◆ EXERCISE GOAL ◆
From the line with "assert_eq!(config.send_wr, 32);" through the line with "assert_eq!(policy.timeout(), Some(Duration::from_millis(30)));", repeat the entries verbatim, both end lines included, and add nothing.
——
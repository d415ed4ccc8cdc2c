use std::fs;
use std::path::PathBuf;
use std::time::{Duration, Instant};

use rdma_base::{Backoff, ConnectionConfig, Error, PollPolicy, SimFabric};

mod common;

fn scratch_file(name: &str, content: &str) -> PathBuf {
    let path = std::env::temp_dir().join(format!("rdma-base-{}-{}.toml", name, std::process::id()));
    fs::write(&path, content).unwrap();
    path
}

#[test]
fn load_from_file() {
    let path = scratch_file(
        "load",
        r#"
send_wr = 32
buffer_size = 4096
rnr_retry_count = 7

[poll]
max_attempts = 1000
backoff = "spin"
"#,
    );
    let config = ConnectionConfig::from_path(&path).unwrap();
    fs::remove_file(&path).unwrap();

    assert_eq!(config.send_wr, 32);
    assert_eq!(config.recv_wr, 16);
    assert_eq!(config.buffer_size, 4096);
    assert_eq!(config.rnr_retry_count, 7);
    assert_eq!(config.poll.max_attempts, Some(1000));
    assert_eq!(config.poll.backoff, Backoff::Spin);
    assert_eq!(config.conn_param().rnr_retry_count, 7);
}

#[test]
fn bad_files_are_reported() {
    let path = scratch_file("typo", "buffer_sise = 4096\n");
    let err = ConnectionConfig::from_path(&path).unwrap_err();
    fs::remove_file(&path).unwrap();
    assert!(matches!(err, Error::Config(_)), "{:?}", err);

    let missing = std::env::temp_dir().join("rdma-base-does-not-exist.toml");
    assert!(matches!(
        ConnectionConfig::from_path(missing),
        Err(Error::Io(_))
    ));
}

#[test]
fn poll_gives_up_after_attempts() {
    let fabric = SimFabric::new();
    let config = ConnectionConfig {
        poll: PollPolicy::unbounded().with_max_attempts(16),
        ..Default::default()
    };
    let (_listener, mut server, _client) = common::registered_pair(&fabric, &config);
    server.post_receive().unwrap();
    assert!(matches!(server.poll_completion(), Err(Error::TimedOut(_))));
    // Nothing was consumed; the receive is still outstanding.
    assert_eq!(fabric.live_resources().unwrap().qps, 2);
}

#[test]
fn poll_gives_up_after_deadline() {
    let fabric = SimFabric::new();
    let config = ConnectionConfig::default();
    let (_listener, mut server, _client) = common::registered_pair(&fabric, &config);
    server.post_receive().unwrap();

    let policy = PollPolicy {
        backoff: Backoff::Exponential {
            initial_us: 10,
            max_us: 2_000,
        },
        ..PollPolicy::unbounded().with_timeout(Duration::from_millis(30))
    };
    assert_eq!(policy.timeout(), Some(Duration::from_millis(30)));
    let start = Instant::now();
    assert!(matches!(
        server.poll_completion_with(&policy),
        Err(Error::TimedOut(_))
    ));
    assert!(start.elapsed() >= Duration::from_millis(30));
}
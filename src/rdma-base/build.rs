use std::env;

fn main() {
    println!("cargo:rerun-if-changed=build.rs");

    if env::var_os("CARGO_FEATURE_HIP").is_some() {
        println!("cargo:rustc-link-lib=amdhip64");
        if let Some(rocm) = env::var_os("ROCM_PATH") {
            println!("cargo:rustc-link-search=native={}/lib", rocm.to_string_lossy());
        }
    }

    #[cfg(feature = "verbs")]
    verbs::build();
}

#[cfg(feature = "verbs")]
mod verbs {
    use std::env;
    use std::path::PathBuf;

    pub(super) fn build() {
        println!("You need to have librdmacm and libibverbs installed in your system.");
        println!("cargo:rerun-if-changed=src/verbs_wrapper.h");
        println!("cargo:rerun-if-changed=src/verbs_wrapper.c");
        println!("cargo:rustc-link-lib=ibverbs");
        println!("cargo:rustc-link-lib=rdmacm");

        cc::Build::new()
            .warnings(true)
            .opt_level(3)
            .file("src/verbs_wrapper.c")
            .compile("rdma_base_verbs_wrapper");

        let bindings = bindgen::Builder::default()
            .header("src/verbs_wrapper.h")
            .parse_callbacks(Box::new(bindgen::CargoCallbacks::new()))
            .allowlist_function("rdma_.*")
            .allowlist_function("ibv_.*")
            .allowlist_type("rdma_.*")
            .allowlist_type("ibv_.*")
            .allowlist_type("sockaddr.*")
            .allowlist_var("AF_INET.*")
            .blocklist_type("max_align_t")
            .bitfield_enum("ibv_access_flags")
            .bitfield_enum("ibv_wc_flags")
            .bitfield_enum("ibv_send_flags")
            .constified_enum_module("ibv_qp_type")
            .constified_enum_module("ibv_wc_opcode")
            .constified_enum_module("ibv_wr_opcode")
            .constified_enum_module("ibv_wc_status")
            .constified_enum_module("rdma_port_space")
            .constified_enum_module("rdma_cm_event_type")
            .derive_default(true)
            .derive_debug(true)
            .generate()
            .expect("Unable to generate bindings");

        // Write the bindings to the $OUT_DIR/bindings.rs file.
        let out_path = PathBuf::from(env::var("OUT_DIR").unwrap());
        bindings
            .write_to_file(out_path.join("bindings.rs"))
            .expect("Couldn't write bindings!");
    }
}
——
◆ SOLUTION TO THE EXERCISE ◆
    assert_eq!(config.send_wr, 32);
    assert_eq!(config.recv_wr, 16);
    assert_eq!(config.buffer_size, 4096);
    assert_eq!(config.rnr_retry_count, 7);
    assert_eq!(config.poll.max_attempts, Some(1000));
    assert_eq!(config.poll.backoff, Backoff::Spin);
    assert_eq!(config.conn_param().rnr_retry_count, 7);
}

#[test]
fn bad_files_are_reported() {
    let path = scratch_file("typo", "buffer_sise = 4096\n");
    let err = ConnectionConfig::from_path(&path).unwrap_err();
    fs::remove_file(&path).unwrap();
    assert!(matches!(err, Error::Config(_)), "{:?}", err);

    let missing = std::env::temp_dir().join("rdma-base-does-not-exist.toml");
    assert!(matches!(
        ConnectionConfig::from_path(missing),
        Err(Error::Io(_))
    ));
}

#[test]
fn poll_gives_up_after_attempts() {
    let fabric = SimFabric::new();
    let config = ConnectionConfig {
        poll: PollPolicy::unbounded().with_max_attempts(16),
        ..Default::default()
    };
    let (_listener, mut server, _client) = common::registered_pair(&fabric, &config);
    server.post_receive().unwrap();
    assert!(matches!(server.poll_completion(), Err(Error::TimedOut(_))));
    // Nothing was consumed; the receive is still outstanding.
    assert_eq!(fabric.live_resources().unwrap().qps, 2);
}

#[test]
fn poll_gives_up_after_deadline() {
    let fabric = SimFabric::new();
    let config = ConnectionConfig::default();
    let (_listener, mut server, _client) = common::registered_pair(&fabric, &config);
    server.post_receive().unwrap();

    let policy = PollPolicy {
        backoff: Backoff::Exponential {
            initial_us: 10,
            max_us: 2_000,
        },
        ..PollPolicy::unbounded().with_timeout(Duration::from_millis(30))
    };
    assert_eq!(policy.timeout(), Some(Duration::from_millis(30)));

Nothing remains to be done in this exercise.